# [ABOUT THIS EXERCISE]
Each line of the data below should be repeated exactly.

# [EXERCISE DATA]
═══

//! Batch transform with per-record error isolation.

use tracing::warn;

use hyg_model::{DisplaySignal, RawSignal, ValidationError};

use crate::transform::transform_signal;

/// A record that failed validation, with its position in the input sequence.
#[derive(Debug, Clone, PartialEq)]
pub struct BatchFailure {
    pub position: usize,
    pub error: ValidationError,
}

/// Surviving rows plus the failures that were dropped along the way.
#[derive(Debug, Default)]
pub struct BatchOutcome {
    /// Transformed rows, in input order.
    pub signals: Vec<DisplaySignal>,
    /// Dropped records, in input order.
    pub failures: Vec<BatchFailure>,
}

impl BatchOutcome {
    /// True when no record survived, including the empty-input case. The
    /// renderer shows its no-data state rather than treating this as fatal.
    pub fn is_empty(&self) -> bool {
        self.signals.is_empty()
    }

    pub fn dropped(&self) -> usize {
        self.failures.len()
    }
}

/// Transform each record independently; a failure is logged and recorded but
/// never aborts processing of the records after it.
pub fn transform_batch(raws: &[RawSignal]) -> BatchOutcome {
    let mut outcome = BatchOutcome::default();
    for (position, raw) in raws.iter().enumerate() {
        match transform_signal(raw) {
            Ok(signal) => outcome.signals.push(signal),
            Err(error) => {
                warn!(position, %error, "dropping signal record");
                outcome.failures.push(BatchFailure { position, error });
            }
        }
    }
    outcome
}
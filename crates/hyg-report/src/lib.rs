//! Rendering and export for HYG signal rows.

pub mod export;
pub mod table;

pub use export::write_json;
pub use table::{
    LOADING_MESSAGE, NO_DATA_MESSAGE, TABLE_FOOTER, TABLE_TITLE, TableState, render_signals,
};
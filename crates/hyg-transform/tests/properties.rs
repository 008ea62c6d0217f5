//! Property tests for the transform.

use proptest::prelude::*;

use hyg_model::RawSignal;
use hyg_transform::transform_signal;

fn strength_label() -> impl Strategy<Value = String> {
    prop::sample::select(vec![
        "WEAK".to_string(),
        "weak".to_string(),
        "Moderate".to_string(),
        "MODERATE".to_string(),
        "MEDIUM".to_string(),
        "STRONG".to_string(),
        "strong".to_string(),
    ])
}

proptest! {
    #[test]
    fn valid_records_always_transform(
        priority in 1i64..100_000,
        buy in "[A-Z][A-Z0-9 .%]{0,30}",
        sell in "[A-Z][A-Z0-9 .%]{0,30}",
        buy_price in 0.0..10_000.0f64,
        sell_price in 0.0..10_000.0f64,
        price_diff in -500.0..500.0f64,
        yield_diff in -500.0..500.0f64,
        strength in strength_label(),
        confidence in -1_000.0..1_000.0f64,
        duration_match: bool,
        sector_match: bool,
    ) {
        let raw = RawSignal {
            priority: priority as f64,
            buy_description: buy,
            buy_price,
            sell_description: sell,
            sell_price,
            price_diff,
            yield_diff,
            signal_strength: strength,
            confidence,
            duration_match,
            sector_match,
        };
        let row = transform_signal(&raw).expect("valid record must transform");

        let expected_index = priority.to_string();
        prop_assert_eq!(row.index.as_str(), expected_index.as_str());

        // Prices render with exactly two decimals.
        let (_, decimals) = row.buy_price.split_once('.').expect("decimal point");
        prop_assert_eq!(decimals.len(), 2);

        // Diffs render their absolute value; sign survives as classification.
        prop_assert!(!row.price_diff.value.starts_with('-'));
        prop_assert!(row.yield_diff.value.ends_with('%'));

        // Confidence is clamped into [0, 100] whatever the input was.
        prop_assert!((0.0..=100.0).contains(&row.confidence.percentage));
        let display: f64 = row
            .confidence
            .display
            .trim_end_matches('%')
            .parse()
            .expect("numeric confidence display");
        prop_assert!((0.0..=100.0).contains(&display));
    }

    #[test]
    fn confidence_clamp_is_idempotent(confidence in -1_000.0..1_000.0f64) {
        let mut raw = RawSignal {
            priority: 1.0,
            buy_description: "A".to_string(),
            buy_price: 1.0,
            sell_description: "B".to_string(),
            sell_price: 1.0,
            price_diff: 0.0,
            yield_diff: 0.0,
            signal_strength: "WEAK".to_string(),
            confidence,
            duration_match: false,
            sector_match: false,
        };
        let first = transform_signal(&raw).unwrap();
        raw.confidence = first.confidence.percentage;
        let second = transform_signal(&raw).unwrap();
        prop_assert_eq!(first.confidence, second.confidence);
    }
}
//! CLI argument definitions for the hyg-signals tool.

use std::path::PathBuf;

use clap::{Parser, Subcommand, ValueEnum};
use clap_verbosity_flag::{Verbosity, WarnLevel};
use colorchoice_clap::Color;

#[derive(Parser)]
#[command(
    name = "hyg-signals",
    version,
    about = "HYG Signals - validate, sort and render bond-pair trading signals",
    long_about = "Validate bond-pair arbitrage signal records, format them for \
                  display and render a sorted signal table.\n\n\
                  Reads KatanaSignalEngine JSON or enhanced-CSV files; invalid \
                  records are logged and dropped, never fatal."
)]
pub struct Cli {
    #[command(subcommand)]
    pub command: Command,

    /// Adjust log verbosity (-v for info, -vv for debug, -q for errors only).
    #[command(flatten)]
    pub verbosity: Verbosity<WarnLevel>,

    /// Control ANSI color output (auto, always, never).
    #[command(flatten)]
    pub color: Color,

    /// Explicit log level (overrides -v/-q flags).
    #[arg(long = "log-level", value_enum, global = true)]
    pub log_level: Option<LogLevelArg>,

    /// Log output format (pretty for human, json for machine parsing).
    #[arg(
        long = "log-format",
        value_enum,
        default_value = "pretty",
        global = true
    )]
    pub log_format: LogFormatArg,
}

#[derive(Subcommand)]
pub enum Command {
    /// Render the signal table from a file, or from built-in sample data.
    Render(RenderArgs),

    /// Validate a signals file and report every rejected record.
    Check(CheckArgs),

    /// Write validated, display-formatted records as JSON.
    Export(ExportArgs),
}

#[derive(Parser)]
pub struct RenderArgs {
    /// Signals file (.json or .csv). Sample data is used when omitted.
    #[arg(value_name = "INPUT")]
    pub input: Option<PathBuf>,

    /// Sort column: priority, confidence, price_diff or yield_diff.
    /// An unrecognized key falls back to priority.
    #[arg(long = "sort-by", value_name = "KEY", default_value = "priority")]
    pub sort_by: String,

    /// Sort direction: ASC or DESC.
    #[arg(long = "direction", value_name = "DIR", default_value = "ASC")]
    pub direction: String,
}

#[derive(Parser)]
pub struct CheckArgs {
    /// Signals file (.json or .csv).
    #[arg(value_name = "INPUT")]
    pub input: PathBuf,
}

#[derive(Parser)]
pub struct ExportArgs {
    /// Signals file (.json or .csv).
    #[arg(value_name = "INPUT")]
    pub input: PathBuf,

    /// Destination JSON file.
    #[arg(long = "output", short = 'o', value_name = "PATH")]
    pub output: PathBuf,
}

/// CLI log level choices.
#[derive(Clone, Copy, ValueEnum)]
pub enum LogLevelArg {
    Error,
    Warn,
    Info,
    Debug,
    Trace,
}

/// CLI log format choices.
#[derive(Clone, Copy, ValueEnum)]
pub enum LogFormatArg {
    Pretty,
    Compact,
    Json,
}

#[cfg(test)]
mod tests {
    use super::*;
    use clap::CommandFactory;

    #[test]
    fn cli_definition_is_consistent() {
        Cli::command().debug_assert();
    }

    #[test]
    fn render_defaults_to_priority_ascending() {
        let cli = Cli::parse_from(["hyg-signals", "render"]);
        let Command::Render(args) = cli.command else {
            panic!("expected render command");
        };
        assert_eq!(args.sort_by, "priority");
        assert_eq!(args.direction, "ASC");
        assert!(args.input.is_none());
    }
}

═══

# [SOLUTION TO THE EXERCISE]
//! Batch transform with per-record error isolation.

use tracing::warn;

use hyg_model::{DisplaySignal, RawSignal, ValidationError};

use crate::transform::transform_signal;

/// A record that failed validation, with its position in the input sequence.
#[derive(Debug, Clone, PartialEq)]
pub struct BatchFailure {
    pub position: usize,
    pub error: ValidationError,
}

/// Surviving rows plus the failures that were dropped along the way.
#[derive(Debug, Default)]
pub struct BatchOutcome {
    /// Transformed rows, in input order.
    pub signals: Vec<DisplaySignal>,
    /// Dropped records, in input order.
    pub failures: Vec<BatchFailure>,
}

impl BatchOutcome {
    /// True when no record survived, including the empty-input case. The
    /// renderer shows its no-data state rather than treating this as fatal.
    pub fn is_empty(&self) -> bool {
        self.signals.is_empty()
    }

    pub fn dropped(&self) -> usize {
        self.failures.len()
    }
}

/// Transform each record independently; a failure is logged and recorded but
/// never aborts processing of the records after it.
pub fn transform_batch(raws: &[RawSignal]) -> BatchOutcome {
    let mut outcome = BatchOutcome::default();
    for (position, raw) in raws.iter().enumerate() {
        match transform_signal(raw) {
            Ok(signal) => outcome.signals.push(signal),
            Err(error) => {
                warn!(position, %error, "dropping signal record");
                outcome.failures.push(BatchFailure { position, error });
            }
        }
    }
    outcome
}
filename crates/hyg-report/src/lib.rs
//! Rendering and export for HYG signal rows.

pub mod export;
pub mod table;

pub use export::write_json;
pub use table::{
    LOADING_MESSAGE, NO_DATA_MESSAGE, TABLE_FOOTER, TABLE_TITLE, TableState, render_signals,
};
filename crates/hyg-transform/tests/properties.rs
repository 008ea62c6d0217f5
//! Property tests for the transform.

use proptest::prelude::*;

use hyg_model::RawSignal;
use hyg_transform::transform_signal;

fn strength_label() -> impl Strategy<Value = String> {
    prop::sample::select(vec![
        "WEAK".to_string(),
        "weak".to_string(),
        "Moderate".to_string(),
        "MODERATE".to_string(),
        "MEDIUM".to_string(),
        "STRONG".to_string(),
        "strong".to_string(),
    ])
}

proptest! {
    #[test]
    fn valid_records_always_transform(
        priority in 1i64..100_000,
        buy in "[A-Z][A-Z0-9 .%]{0,30}",
        sell in "[A-Z][A-Z0-9 .%]{0,30}",
        buy_price in 0.0..10_000.0f64,
        sell_price in 0.0..10_000.0f64,
        price_diff in -500.0..500.0f64,
        yield_diff in -500.0..500.0f64,
        strength in strength_label(),
        confidence in -1_000.0..1_000.0f64,
        duration_match: bool,
        sector_match: bool,
    ) {
        let raw = RawSignal {
            priority: priority as f64,
            buy_description: buy,
            buy_price,
            sell_description: sell,
            sell_price,
            price_diff,
            yield_diff,
            signal_strength: strength,
            confidence,
            duration_match,
            sector_match,
        };
        let row = transform_signal(&raw).expect("valid record must transform");

        let expected_index = priority.to_string();
        prop_assert_eq!(row.index.as_str(), expected_index.as_str());

        // Prices render with exactly two decimals.
        let (_, decimals) = row.buy_price.split_once('.').expect("decimal point");
        prop_assert_eq!(decimals.len(), 2);

        // Diffs render their absolute value; sign survives as classification.
        prop_assert!(!row.price_diff.value.starts_with('-'));
        prop_assert!(row.yield_diff.value.ends_with('%'));

        // Confidence is clamped into [0, 100] whatever the input was.
        prop_assert!((0.0..=100.0).contains(&row.confidence.percentage));
        let display: f64 = row
            .confidence
            .display
            .trim_end_matches('%')
            .parse()
            .expect("numeric confidence display");
        prop_assert!((0.0..=100.0).contains(&display));
    }

    #[test]
    fn confidence_clamp_is_idempotent(confidence in -1_000.0..1_000.0f64) {
        let mut raw = RawSignal {
            priority: 1.0,
            buy_description: "A".to_string(),
            buy_price: 1.0,
            sell_description: "B".to_string(),
            sell_price: 1.0,
            price_diff: 0.0,
            yield_diff: 0.0,
            signal_strength: "WEAK".to_string(),
            confidence,
            duration_match: false,
            sector_match: false,
        };
        let first = transform_signal(&raw).unwrap();
        raw.confidence = first.confidence.percentage;
        let second = transform_signal(&raw).unwrap();
        prop_assert_eq!(first.confidence, second.confidence);
    }
}
//! CLI argument definitions for the hyg-signals tool.

use std::path::PathBuf;

use clap::{Parser, Subcommand, ValueEnum};
use clap_verbosity_flag::{Verbosity, WarnLevel};
use colorchoice_clap::Color;

#[derive(Parser)]
#[command(
    name = "hyg-signals",
    version,
    about = "HYG Signals - validate, sort and render bond-pair trading signals",
    long_about = "Validate bond-pair arbitrage signal records, format them for \
                  display and render a sorted signal table.\n\n\
                  Reads KatanaSignalEngine JSON or enhanced-CSV files; invalid \
                  records are logged and dropped, never fatal."
)]
pub struct Cli {
    #[command(subcommand)]
    pub command: Command,

    /// Adjust log verbosity (-v for info, -vv for debug, -q for errors only).
    #[command(flatten)]
    pub verbosity: Verbosity<WarnLevel>,

    /// Control ANSI color output (auto, always, never).
    #[command(flatten)]
    pub color: Color,

    /// Explicit log level (overrides -v/-q flags).
    #[arg(long = "log-level", value_enum, global = true)]
    pub log_level: Option<LogLevelArg>,

    /// Log output format (pretty for human, json for machine parsing).
    #[arg(
        long = "log-format",
        value_enum,
        default_value = "pretty",
        global = true
    )]
    pub log_format: LogFormatArg,
}

#[derive(Subcommand)]
pub enum Command {
    /// Render the signal table from a file, or from built-in sample data.
    Render(RenderArgs),

    /// Validate a signals file and report every rejected record.
    Check(CheckArgs),

    /// Write validated, display-formatted records as JSON.
    Export(ExportArgs),
}

#[derive(Parser)]
pub struct RenderArgs {
    /// Signals file (.json or .csv). Sample data is used when omitted.
    #[arg(value_name = "INPUT")]
    pub input: Option<PathBuf>,

    /// Sort column: priority, confidence, price_diff or yield_diff.
    /// An unrecognized key falls back to priority.
    #[arg(long = "sort-by", value_name = "KEY", default_value = "priority")]
    pub sort_by: String,

    /// Sort direction: ASC or DESC.
    #[arg(long = "direction", value_name = "DIR", default_value = "ASC")]
    pub direction: String,
}

#[derive(Parser)]
pub struct CheckArgs {
    /// Signals file (.json or .csv).
    #[arg(value_name = "INPUT")]
    pub input: PathBuf,
}

#[derive(Parser)]
pub struct ExportArgs {
    /// Signals file (.json or .csv).
    #[arg(value_name = "INPUT")]
    pub input: PathBuf,

    /// Destination JSON file.
    #[arg(long = "output", short = 'o', value_name = "PATH")]
    pub output: PathBuf,
}

/// CLI log level choices.
#[derive(Clone, Copy, ValueEnum)]
pub enum LogLevelArg {
    Error,
    Warn,
    Info,
    Debug,
    Trace,
}

/// CLI log format choices.
#[derive(Clone, Copy, ValueEnum)]
pub enum LogFormatArg {
    Pretty,
    Compact,
    Json,
}

#[cfg(test)]
mod tests {
    use super::*;
    use clap::CommandFactory;

    #[test]
    fn cli_definition_is_consistent() {
        Cli::command().debug_assert();
    }

    #[test]
    fn render_defaults_to_priority_ascending() {
        let cli = Cli::parse_from(["hyg-signals", "render"]);
        let Command::Render(args) = cli.command else {
            panic!("expected render command");
        };
        assert_eq!(args.sort_by, "priority");
        assert_eq!(args.direction, "ASC");
        assert!(args.input.is_none());
    }
}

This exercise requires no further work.